Comas avaliou que os atuais carros da F1 são muito mais seguros do que os daquela época, isso porque contam com peças importantes como o halo, que protege a cabeça e ombros dos pilotos.
"Ficávamos muito expostos com a cabeça e os ombros. No acidente que sofri em 1992, eu poderia ter morrido. Se eu tivesse morrido naquele dia, provavelmente teriam mudado as regras. Não era seguro. Tínhamos que fazer alguns ajustes. Mas nada aconteceu".
Relação entre os acidentes
Comas sente que as semelhanças do que aconteceu com ele em 1992 e Senna em 1994 produziu uma ligação especial entre eles. O piloto entende que as duas batidas foram muito semelhantes: sair da pista em alta velocidade em uma curva à esquerda e sofrer um impacto lateral.
"Nossas cabeças não estavam protegidas. Então eles modificaram os carros. Então, como sempre, alguém tinha que morrer [para melhorar a segurança]. Se eu se ele tivesse morrido em 1992, ele ainda poderia estar vivo. Porque talvez eles tivessem mudado essa regra".
"Eu andei com o motor V10 pela primeira vez na minha carreira, o Ayrton andou com o motor V10 pela primeira vez na carreira. Sentamos juntos no briefing. É assustador ver como nossos destinos estão ligados desde Spa 1992".
Comercialismo com o nome de Senna
Após a morte de Senna, Comas decidiu se aposentar da F1 ao fim da temporada de 1994. Porém, ainda no fim de semana de Ímola, quando os comissários decidiram continuar com a prova, o francês não apoiou e informou que não iria correr.
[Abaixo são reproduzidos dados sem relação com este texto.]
//! Multipart upload sub-operations, reached through the object routes.

use crate::{
    errors::AppError,
    handlers::{
        object_handlers::{body_stream, declared_size, request_metadata},
        xml::{complete_multipart_xml, initiate_multipart_xml, xml_response},
    },
    models::multipart::CompleteMultipartUpload,
    services::storage_service::StorageError,
    state::AppState,
};
use axum::{
    body::{Body, Bytes},
    http::{HeaderMap, HeaderValue, StatusCode, header},
    response::Response,
};
use tracing::{debug, info};

/// `POST /{bucket}/{*key}?uploads`
pub async fn initiate_multipart_upload(
    state: &AppState,
    bucket: &str,
    key: &str,
    headers: &HeaderMap,
) -> Result<Response, AppError> {
    let metadata = request_metadata(headers);
    let upload_id = state
        .store
        .initiate_multipart_upload(bucket, key, &metadata)
        .await?;
    info!("multipart upload {} started for {}/{}", upload_id, bucket, key);
    Ok(xml_response(initiate_multipart_xml(bucket, key, &upload_id)))
}

/// `PUT /{bucket}/{*key}?partNumber=N&uploadId=ID`
pub async fn upload_part(
    state: &AppState,
    bucket: &str,
    key: &str,
    upload_id: &str,
    part_number: Option<&String>,
    headers: &HeaderMap,
    body: Body,
) -> Result<Response, AppError> {
    ensure_bucket(state, bucket).await?;
    let part_number = parse_part_number(part_number)?;
    let part = state
        .store
        .upload_part(
            bucket,
            key,
            upload_id,
            part_number,
            body_stream(body),
            declared_size(headers),
        )
        .await?;

    let mut response = Response::new(Body::empty());
    *response.status_mut() = StatusCode::OK;
    if let Ok(value) = HeaderValue::from_str(&format!("\"{}\"", part.etag)) {
        response.headers_mut().insert(header::ETAG, value);
    }
    Ok(response)
}

/// `POST /{bucket}/{*key}?uploadId=ID`
pub async fn complete_multipart_upload(
    state: &AppState,
    bucket: &str,
    key: &str,
    upload_id: &str,
    body: &Bytes,
) -> Result<Response, AppError> {
    let request: CompleteMultipartUpload = quick_xml::de::from_reader(body.as_ref()).map_err(|err| {
        debug!("unparseable CompleteMultipartUpload body: {}", err);
        AppError::malformed_xml("The XML you provided was not well-formed or did not validate against our published schema.")
    })?;
    if request.parts.is_empty() {
        return Err(AppError::malformed_xml(
            "CompleteMultipartUpload must list at least one part.",
        ));
    }

    let info = state
        .store
        .complete_multipart_upload(bucket, key, upload_id, &request.parts)
        .await?;
    info!(
        "multipart upload {} completed into {}/{} ({} bytes)",
        upload_id, bucket, key, info.size
    );

    let location = format!("http://{}/{}/{}", state.config.base_domain, bucket, key);
    Ok(xml_response(complete_multipart_xml(&location, bucket, key, &info.etag)))
}

/// `DELETE /{bucket}/{*key}?uploadId=ID`
pub async fn abort_multipart_upload(
    state: &AppState,
    bucket: &str,
    key: &str,
    upload_id: &str,
) -> Result<Response, AppError> {
    ensure_bucket(state, bucket).await?;
    state
        .store
        .abort_multipart_upload(bucket, key, upload_id)
        .await?;

    let mut response = Response::new(Body::empty());
    *response.status_mut() = StatusCode::NO_CONTENT;
    Ok(response)
}

/// Staging lookups alone cannot tell a missing bucket from a missing upload.
async fn ensure_bucket(state: &AppState, bucket: &str) -> Result<(), AppError> {
    if state.store.bucket_exists(bucket).await {
        Ok(())
    } else {
        Err(StorageError::BucketNotFound(bucket.to_string()).into())
    }
}

/// Part numbers are positive integers; anything else is `InvalidPart`.
fn parse_part_number(raw: Option<&String>) -> Result<u32, AppError> {
    raw.and_then(|value| value.trim().parse::<u32>().ok())
        .filter(|n| *n >= 1)
        .ok_or_else(|| AppError::invalid_part("partNumber must be a positive integer"))
}

#[cfg(test)]
mod tests {
    use super::*;

    #[test]
    fn part_numbers_must_be_positive() {
        let parse = |s: &str| parse_part_number(Some(&s.to_string())).ok();
        assert_eq!(parse("1"), Some(1));
        assert_eq!(parse("10000"), Some(10000));
        assert_eq!(parse("0"), None);
        assert_eq!(parse("-2"), None);
        assert_eq!(parse("two"), None);
        assert!(parse_part_number(None).is_err());
    }
}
"Fui até os boxes e disse: ‘Não quero mais correr’. Saí do circuito e decidi não participar mais daquela corrida".
Érik deixou a F1, mas seguiu no automobilismo em provas no GT e corridas de longas distâncias. Senna ainda segue sendo um dos maiores heróis da categoria, para Comas, mas existe algo que não lhe agrada: o comercialismo com o nome do brasileiro.
Em 2024, por exemplo, será lançada a série Senna na Netflix, que promete explorar algumas histórias na vida do piloto brasileiro. Ao ser questionado se teve algum envolvimento na produção da série, Comas disse que não.
"Agradeço que muitas pessoas ainda o amem e que o reconhecimento de seu nome ainda exista. E ele é uma lenda. Mas sinto que muito foi feito em torno dele para fins corporativos: livros especiais, filmes especiais, mercadorias especiais... Não tenho certeza se ele teria gostado disso".
Para Érik, um bom projeto é o Instituto Ayrton Senna, uma organização sem fins lucrativos que oferece oportunidades de vida a crianças e jovens no Brasil.
"O instituto me pediu para vir por causa de uma colaboração com a Allianz, para um novo seguro no Brasil. Parte disso iria então para o instituto que foi criado em nome do Senna. Aceitei o convite. é um prazer. Quando falamos do propósito comercial fora do Instituto Ayrton Senna, aí fico um pouco mais reservado".